EXERCISE GOAL:
Where "DriverBackend" occurs in a line of the entries below, copy that line.

[Stored items]

*** Block opens ***

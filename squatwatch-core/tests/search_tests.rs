// Tests for batch lookups against a mocked WebDriver endpoint

use serde_json::json;
use squatwatch_core::search::{SearchOptions, SearchProgressCallback, execute_search};
use squatwatch_scanner::{DriverBackend, RadarSearcher, RetryPolicy, SearchTimings};
use std::sync::{Arc, Mutex};
use std::time::Duration;
use url::Url;
use wiremock::{
    Mock, MockServer, ResponseTemplate,
    matchers::{method, path},
};

const ELEMENT_KEY: &str = "element-6066-11e4-a52e-4f735466cecf";

const RESULTS_PAGE: &str = r#"<html><body>
<div id="search-block1"><div class="new-alert__description">No phishing websites found</div></div>
<table id="results4">
  <tr class="mutator_true row_score row_score_">
    <td><span class="pull-left label label-part-of-url http full-width-mutator status_active mutation-malicious">examp1e.com</span></td>
    <td><div class="vcenter"><i class="fa fa-globe"></i></div></td>
  </tr>
</table>
<table id="results2"></table>
</body></html>"#;

fn searcher(server: &MockServer, attempts: usize) -> RadarSearcher {
    let endpoint = Url::parse(&server.uri()).unwrap();
    RadarSearcher::new(DriverBackend::Remote(endpoint))
        .with_timings(SearchTimings {
            search_box: Duration::from_millis(100),
            result_sections: Duration::from_millis(100),
            expand_buttons: Duration::from_millis(50),
            list_settle: Duration::ZERO,
            poll_interval: Duration::from_millis(10),
        })
        .with_retry_policy(RetryPolicy::immediate(attempts))
        .with_base_url("https://radar.test/radar/")
}

fn options(domains: &[&str]) -> SearchOptions {
    SearchOptions {
        domains: domains.iter().map(|d| d.to_string()).collect(),
        threads: 2,
        show_progress_bars: false,
    }
}

async fn mount_ok(server: &MockServer, http_method: &str, route: &str, value: serde_json::Value) {
    Mock::given(method(http_method))
        .and(path(route))
        .respond_with(ResponseTemplate::new(200).set_body_json(json!({ "value": value })))
        .mount(server)
        .await;
}

async fn mount_session(server: &MockServer) {
    mount_ok(server, "POST", "/session", json!({ "sessionId": "s-1", "capabilities": {} })).await;
    mount_ok(server, "POST", "/session/s-1/url", json!(null)).await;
    mount_ok(server, "DELETE", "/session/s-1", json!(null)).await;
}

async fn mount_working_page(server: &MockServer) {
    mount_session(server).await;
    mount_ok(server, "POST", "/session/s-1/element", json!({ ELEMENT_KEY: "el-1" })).await;
    mount_ok(server, "GET", "/session/s-1/element/el-1/displayed", json!(true)).await;
    mount_ok(server, "GET", "/session/s-1/element/el-1/enabled", json!(true)).await;
    mount_ok(server, "POST", "/session/s-1/element/el-1/click", json!(null)).await;
    mount_ok(server, "POST", "/session/s-1/element/el-1/value", json!(null)).await;
    mount_ok(server, "GET", "/session/s-1/url", json!("https://radar.test/radar/?id=abc")).await;
    mount_ok(server, "GET", "/session/s-1/source", json!(RESULTS_PAGE)).await;
}

#[tokio::test]
async fn test_batch_collects_every_domain() {
    let server = MockServer::start().await;
    mount_working_page(&server).await;

    let messages = Arc::new(Mutex::new(Vec::new()));
    let sink = messages.clone();
    let callback: SearchProgressCallback = Arc::new(move |msg: String| sink.lock().unwrap().push(msg));

    let outcome = execute_search(
        &searcher(&server, 1),
        options(&["example.com", "example.org", "example.net"]),
        Some(callback),
    )
    .await
    .unwrap();

    assert_eq!(outcome.results.len(), 3);
    assert!(outcome.failures.is_empty());
    assert_eq!(outcome.total_records(), 3);

    let mut searched: Vec<&str> = outcome.results.iter().map(|r| r.domain.as_str()).collect();
    searched.sort();
    assert_eq!(searched, vec!["example.com", "example.net", "example.org"]);
    assert!(outcome.results.iter().all(|r| r.search_id.as_deref() == Some("abc")));

    assert_eq!(messages.lock().unwrap().len(), 3);
}

#[tokio::test]
async fn test_timed_out_domains_are_skipped() {
    let server = MockServer::start().await;
    mount_session(&server).await;
    Mock::given(method("POST"))
        .and(path("/session/s-1/element"))
        .respond_with(ResponseTemplate::new(404).set_body_json(json!({
            "value": { "error": "no such element", "message": "Unable to locate element" }
        })))
        .mount(&server)
        .await;

    let outcome = execute_search(&searcher(&server, 1), options(&["example.com"]), None)
        .await
        .unwrap();

    assert!(outcome.results.is_empty());
    assert_eq!(outcome.failures.len(), 1);
    assert_eq!(outcome.failures[0].domain, "example.com");
    assert!(outcome.failures[0].reason.contains("Gave up after 1 attempts"));
}

#[tokio::test]
async fn test_proxy_failure_aborts_batch() {
    let server = MockServer::start().await;
    mount_session(&server).await;
    Mock::given(method("POST"))
        .and(path("/session/s-1/element"))
        .respond_with(ResponseTemplate::new(500).set_body_json(json!({
            "value": { "error": "unexpected alert open", "message": "Proxy refused connection" }
        })))
        .mount(&server)
        .await;

    let err = execute_search(&searcher(&server, 3), options(&["example.com", "example.org"]), None)
        .await
        .unwrap_err();

    assert!(err.contains("Failed to connect to proxy"));
}

#[tokio::test]
async fn test_fatal_abort_closes_running_sessions() {
    let server = MockServer::start().await;

    // First session hits the proxy alert, the second is mid-lookup when that happens.
    Mock::given(method("POST"))
        .and(path("/session"))
        .respond_with(ResponseTemplate::new(200).set_body_json(json!({
            "value": { "sessionId": "s-1", "capabilities": {} }
        })))
        .up_to_n_times(1)
        .mount(&server)
        .await;
    Mock::given(method("POST"))
        .and(path("/session"))
        .respond_with(ResponseTemplate::new(200).set_body_json(json!({
            "value": { "sessionId": "s-2", "capabilities": {} }
        })))
        .expect(1)
        .mount(&server)
        .await;

    mount_ok(&server, "POST", "/session/s-1/url", json!(null)).await;
    mount_ok(&server, "DELETE", "/session/s-1", json!(null)).await;
    Mock::given(method("POST"))
        .and(path("/session/s-1/element"))
        .respond_with(ResponseTemplate::new(500).set_body_json(json!({
            "value": { "error": "unexpected alert open", "message": "Proxy refused connection" }
        })))
        .mount(&server)
        .await;

    mount_ok(&server, "POST", "/session/s-2/url", json!(null)).await;
    Mock::given(method("POST"))
        .and(path("/session/s-2/element"))
        .respond_with(
            ResponseTemplate::new(200)
                .set_body_json(json!({ "value": { ELEMENT_KEY: "el-2" } }))
                .set_delay(Duration::from_millis(50)),
        )
        .mount(&server)
        .await;
    mount_ok(&server, "GET", "/session/s-2/element/el-2/displayed", json!(true)).await;
    mount_ok(&server, "GET", "/session/s-2/element/el-2/enabled", json!(true)).await;
    mount_ok(&server, "POST", "/session/s-2/element/el-2/click", json!(null)).await;
    mount_ok(&server, "POST", "/session/s-2/element/el-2/value", json!(null)).await;
    mount_ok(&server, "GET", "/session/s-2/url", json!("https://radar.test/radar/?id=abc")).await;
    mount_ok(&server, "GET", "/session/s-2/source", json!(RESULTS_PAGE)).await;
    Mock::given(method("DELETE"))
        .and(path("/session/s-2"))
        .respond_with(ResponseTemplate::new(200).set_body_json(json!({ "value": null })))
        .expect(1)
        .mount(&server)
        .await;

    let err = execute_search(
        &searcher(&server, 1),
        options(&["example.com", "example.org", "example.net"]),
        None,
    )
    .await
    .unwrap_err();

    assert!(err.contains("Failed to connect to proxy"));
    // The third domain never opens a session once the batch is aborting.
    assert_eq!(
        server
            .received_requests()
            .await
            .unwrap()
            .iter()
            .filter(|r| r.method.as_str() == "POST" && r.url.path() == "/session")
            .count(),
        2
    );
}

#[tokio::test]
async fn test_empty_domain_list_is_rejected() {
    let server = MockServer::start().await;
    let err = execute_search(&searcher(&server, 1), options(&[]), None)
        .await
        .unwrap_err();

    assert_eq!(err, "No domains to search");
}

*** Block closes ***

REPLY:
use squatwatch_scanner::{DriverBackend, RadarSearcher, RetryPolicy, SearchTimings};
    RadarSearcher::new(DriverBackend::Remote(endpoint))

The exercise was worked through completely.